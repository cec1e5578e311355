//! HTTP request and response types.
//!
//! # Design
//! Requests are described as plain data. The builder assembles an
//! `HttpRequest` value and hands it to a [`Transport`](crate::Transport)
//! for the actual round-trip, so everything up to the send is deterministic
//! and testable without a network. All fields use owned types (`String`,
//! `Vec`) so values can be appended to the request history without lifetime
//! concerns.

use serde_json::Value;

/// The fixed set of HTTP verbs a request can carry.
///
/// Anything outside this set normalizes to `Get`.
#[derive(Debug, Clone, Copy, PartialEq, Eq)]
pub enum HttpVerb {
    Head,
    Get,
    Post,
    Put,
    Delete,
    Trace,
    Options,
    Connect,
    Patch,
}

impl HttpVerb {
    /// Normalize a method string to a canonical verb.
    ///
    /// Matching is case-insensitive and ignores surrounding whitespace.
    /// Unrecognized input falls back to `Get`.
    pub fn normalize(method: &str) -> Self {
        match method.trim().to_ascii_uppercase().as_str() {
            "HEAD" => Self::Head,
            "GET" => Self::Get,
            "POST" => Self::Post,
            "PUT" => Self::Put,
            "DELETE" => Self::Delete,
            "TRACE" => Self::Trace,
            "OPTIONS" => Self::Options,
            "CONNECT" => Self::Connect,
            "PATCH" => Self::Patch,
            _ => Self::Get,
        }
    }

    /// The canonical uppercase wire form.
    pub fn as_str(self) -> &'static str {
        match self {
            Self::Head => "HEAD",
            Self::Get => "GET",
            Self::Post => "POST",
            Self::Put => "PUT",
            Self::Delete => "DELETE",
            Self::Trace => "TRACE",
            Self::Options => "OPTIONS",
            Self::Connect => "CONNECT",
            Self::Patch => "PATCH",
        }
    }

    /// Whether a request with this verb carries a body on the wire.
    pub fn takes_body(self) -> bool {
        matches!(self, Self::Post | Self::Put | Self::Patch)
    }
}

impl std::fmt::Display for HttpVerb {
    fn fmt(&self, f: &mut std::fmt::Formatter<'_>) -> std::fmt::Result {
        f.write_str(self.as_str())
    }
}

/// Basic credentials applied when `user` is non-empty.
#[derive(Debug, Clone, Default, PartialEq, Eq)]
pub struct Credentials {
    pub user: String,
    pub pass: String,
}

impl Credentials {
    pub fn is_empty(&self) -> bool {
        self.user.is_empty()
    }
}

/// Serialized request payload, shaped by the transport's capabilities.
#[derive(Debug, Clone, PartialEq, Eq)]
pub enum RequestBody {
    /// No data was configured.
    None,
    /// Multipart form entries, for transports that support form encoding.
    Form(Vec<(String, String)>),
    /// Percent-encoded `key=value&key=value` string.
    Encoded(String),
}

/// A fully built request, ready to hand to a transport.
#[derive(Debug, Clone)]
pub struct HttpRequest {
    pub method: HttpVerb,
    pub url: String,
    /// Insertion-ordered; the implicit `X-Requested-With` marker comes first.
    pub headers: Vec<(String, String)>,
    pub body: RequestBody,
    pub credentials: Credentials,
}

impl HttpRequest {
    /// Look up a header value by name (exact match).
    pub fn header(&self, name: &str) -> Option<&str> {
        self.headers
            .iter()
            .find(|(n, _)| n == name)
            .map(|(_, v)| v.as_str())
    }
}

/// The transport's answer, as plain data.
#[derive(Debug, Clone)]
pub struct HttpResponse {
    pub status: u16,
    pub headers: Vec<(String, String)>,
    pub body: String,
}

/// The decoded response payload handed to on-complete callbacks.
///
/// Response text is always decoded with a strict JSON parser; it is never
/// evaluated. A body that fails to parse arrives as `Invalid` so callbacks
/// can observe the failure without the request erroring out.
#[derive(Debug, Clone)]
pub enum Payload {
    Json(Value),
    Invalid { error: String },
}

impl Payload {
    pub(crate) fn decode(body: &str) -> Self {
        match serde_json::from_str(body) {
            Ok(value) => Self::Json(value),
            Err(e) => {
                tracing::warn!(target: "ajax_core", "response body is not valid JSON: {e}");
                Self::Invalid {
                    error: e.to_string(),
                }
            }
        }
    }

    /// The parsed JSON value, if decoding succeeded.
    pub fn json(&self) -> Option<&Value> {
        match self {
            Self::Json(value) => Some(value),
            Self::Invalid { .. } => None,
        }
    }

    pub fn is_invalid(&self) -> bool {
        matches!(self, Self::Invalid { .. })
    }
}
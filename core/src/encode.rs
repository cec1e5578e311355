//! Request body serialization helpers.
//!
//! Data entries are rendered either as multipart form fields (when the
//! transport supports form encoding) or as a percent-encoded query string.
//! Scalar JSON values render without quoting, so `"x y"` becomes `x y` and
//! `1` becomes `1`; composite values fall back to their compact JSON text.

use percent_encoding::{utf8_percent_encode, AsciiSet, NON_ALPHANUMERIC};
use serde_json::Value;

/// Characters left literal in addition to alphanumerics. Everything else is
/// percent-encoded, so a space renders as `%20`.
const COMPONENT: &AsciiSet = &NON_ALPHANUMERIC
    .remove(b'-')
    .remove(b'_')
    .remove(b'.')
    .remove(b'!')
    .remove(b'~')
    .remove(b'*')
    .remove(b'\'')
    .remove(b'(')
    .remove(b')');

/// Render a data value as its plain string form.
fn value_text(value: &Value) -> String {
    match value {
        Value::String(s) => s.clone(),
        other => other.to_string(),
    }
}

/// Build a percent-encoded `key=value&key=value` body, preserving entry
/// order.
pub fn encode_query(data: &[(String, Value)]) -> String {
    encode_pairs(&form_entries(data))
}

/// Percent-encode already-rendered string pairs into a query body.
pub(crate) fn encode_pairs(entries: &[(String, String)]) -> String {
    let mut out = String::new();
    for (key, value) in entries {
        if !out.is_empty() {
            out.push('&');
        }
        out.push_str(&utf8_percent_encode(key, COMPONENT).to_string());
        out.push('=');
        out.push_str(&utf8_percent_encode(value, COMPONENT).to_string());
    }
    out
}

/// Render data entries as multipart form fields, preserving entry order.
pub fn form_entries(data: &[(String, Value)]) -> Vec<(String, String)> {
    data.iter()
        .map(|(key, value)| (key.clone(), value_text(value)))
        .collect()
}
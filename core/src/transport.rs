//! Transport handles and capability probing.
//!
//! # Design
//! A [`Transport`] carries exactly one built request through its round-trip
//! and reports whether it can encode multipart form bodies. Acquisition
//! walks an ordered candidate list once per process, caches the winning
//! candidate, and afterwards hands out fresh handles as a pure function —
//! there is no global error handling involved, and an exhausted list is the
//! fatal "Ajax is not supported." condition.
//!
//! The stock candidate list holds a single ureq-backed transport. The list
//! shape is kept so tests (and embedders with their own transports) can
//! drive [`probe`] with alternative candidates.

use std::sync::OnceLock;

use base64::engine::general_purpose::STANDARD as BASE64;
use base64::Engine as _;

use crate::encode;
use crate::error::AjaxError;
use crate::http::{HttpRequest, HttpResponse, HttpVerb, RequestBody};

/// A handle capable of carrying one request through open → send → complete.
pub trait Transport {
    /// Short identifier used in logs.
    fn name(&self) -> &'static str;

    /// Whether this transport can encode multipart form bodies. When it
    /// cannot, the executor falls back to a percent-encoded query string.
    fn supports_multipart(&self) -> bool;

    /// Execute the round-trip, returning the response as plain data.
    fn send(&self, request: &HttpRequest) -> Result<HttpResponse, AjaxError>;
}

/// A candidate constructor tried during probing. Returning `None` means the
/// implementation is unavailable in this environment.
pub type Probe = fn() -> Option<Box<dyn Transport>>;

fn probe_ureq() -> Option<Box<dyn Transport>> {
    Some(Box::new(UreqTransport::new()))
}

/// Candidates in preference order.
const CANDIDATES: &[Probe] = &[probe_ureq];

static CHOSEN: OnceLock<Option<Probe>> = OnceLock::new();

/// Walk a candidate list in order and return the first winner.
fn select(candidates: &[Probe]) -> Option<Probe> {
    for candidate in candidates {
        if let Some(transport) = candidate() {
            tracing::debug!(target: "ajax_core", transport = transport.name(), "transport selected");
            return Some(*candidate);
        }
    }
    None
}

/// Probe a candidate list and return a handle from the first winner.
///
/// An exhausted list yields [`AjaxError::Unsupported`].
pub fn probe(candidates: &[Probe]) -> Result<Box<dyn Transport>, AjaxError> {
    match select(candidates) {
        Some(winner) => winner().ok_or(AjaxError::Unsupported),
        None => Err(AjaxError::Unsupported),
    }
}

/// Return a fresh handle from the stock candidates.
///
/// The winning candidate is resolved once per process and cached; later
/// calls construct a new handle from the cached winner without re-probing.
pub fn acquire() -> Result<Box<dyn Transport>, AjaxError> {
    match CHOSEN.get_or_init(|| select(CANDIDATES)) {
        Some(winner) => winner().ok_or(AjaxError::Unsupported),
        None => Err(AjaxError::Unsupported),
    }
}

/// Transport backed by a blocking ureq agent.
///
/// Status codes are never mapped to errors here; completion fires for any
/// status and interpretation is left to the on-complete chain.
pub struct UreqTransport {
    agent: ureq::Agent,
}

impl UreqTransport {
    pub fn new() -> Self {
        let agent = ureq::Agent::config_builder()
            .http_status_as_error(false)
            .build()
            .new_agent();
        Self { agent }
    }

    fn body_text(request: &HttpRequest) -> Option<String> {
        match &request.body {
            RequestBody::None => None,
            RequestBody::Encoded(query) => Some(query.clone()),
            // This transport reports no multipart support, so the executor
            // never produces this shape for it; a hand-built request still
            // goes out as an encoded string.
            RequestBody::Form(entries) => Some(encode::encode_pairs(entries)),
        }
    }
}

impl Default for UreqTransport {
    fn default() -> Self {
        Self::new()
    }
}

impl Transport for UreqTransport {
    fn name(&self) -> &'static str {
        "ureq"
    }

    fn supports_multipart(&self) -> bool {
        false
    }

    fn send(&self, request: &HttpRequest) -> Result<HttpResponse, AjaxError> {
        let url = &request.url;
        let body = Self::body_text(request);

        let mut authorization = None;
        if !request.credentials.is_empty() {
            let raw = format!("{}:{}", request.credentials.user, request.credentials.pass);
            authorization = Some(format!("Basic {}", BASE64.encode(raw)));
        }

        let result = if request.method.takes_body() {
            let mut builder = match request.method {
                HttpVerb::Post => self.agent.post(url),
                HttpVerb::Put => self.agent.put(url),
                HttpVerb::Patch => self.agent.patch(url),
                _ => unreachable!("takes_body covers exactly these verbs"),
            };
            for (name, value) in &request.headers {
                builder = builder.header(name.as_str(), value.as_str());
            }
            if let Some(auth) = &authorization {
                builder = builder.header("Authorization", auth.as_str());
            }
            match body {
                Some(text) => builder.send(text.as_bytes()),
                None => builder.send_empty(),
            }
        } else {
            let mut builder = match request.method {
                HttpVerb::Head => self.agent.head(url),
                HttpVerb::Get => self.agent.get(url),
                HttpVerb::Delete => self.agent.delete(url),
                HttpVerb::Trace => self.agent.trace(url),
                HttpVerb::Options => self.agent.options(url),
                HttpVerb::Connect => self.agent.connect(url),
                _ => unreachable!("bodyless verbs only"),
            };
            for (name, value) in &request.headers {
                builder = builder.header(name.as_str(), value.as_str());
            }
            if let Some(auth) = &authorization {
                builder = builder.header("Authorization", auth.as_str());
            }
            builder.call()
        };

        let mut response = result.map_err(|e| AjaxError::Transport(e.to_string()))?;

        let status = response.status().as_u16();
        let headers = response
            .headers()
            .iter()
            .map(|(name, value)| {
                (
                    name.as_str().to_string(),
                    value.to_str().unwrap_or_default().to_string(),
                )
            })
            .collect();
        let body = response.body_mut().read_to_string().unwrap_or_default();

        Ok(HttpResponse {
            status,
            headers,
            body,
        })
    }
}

————

**TASK TO CARRY OUT**: Up to and including the line with "request can carry.", repeat the data exactly, starting from its first line; nothing else belongs in the response.

**SOLUTION BELOW**:
repository cec1e5578e311355
//! HTTP request and response types.
//!
//! # Design
//! Requests are described as plain data. The builder assembles an
//! `HttpRequest` value and hands it to a [`Transport`](crate::Transport)
//! for the actual round-trip, so everything up to the send is deterministic
//! and testable without a network. All fields use owned types (`String`,
//! `Vec`) so values can be appended to the request history without lifetime
//! concerns.

use serde_json::Value;

/// The fixed set of HTTP verbs a request can carry.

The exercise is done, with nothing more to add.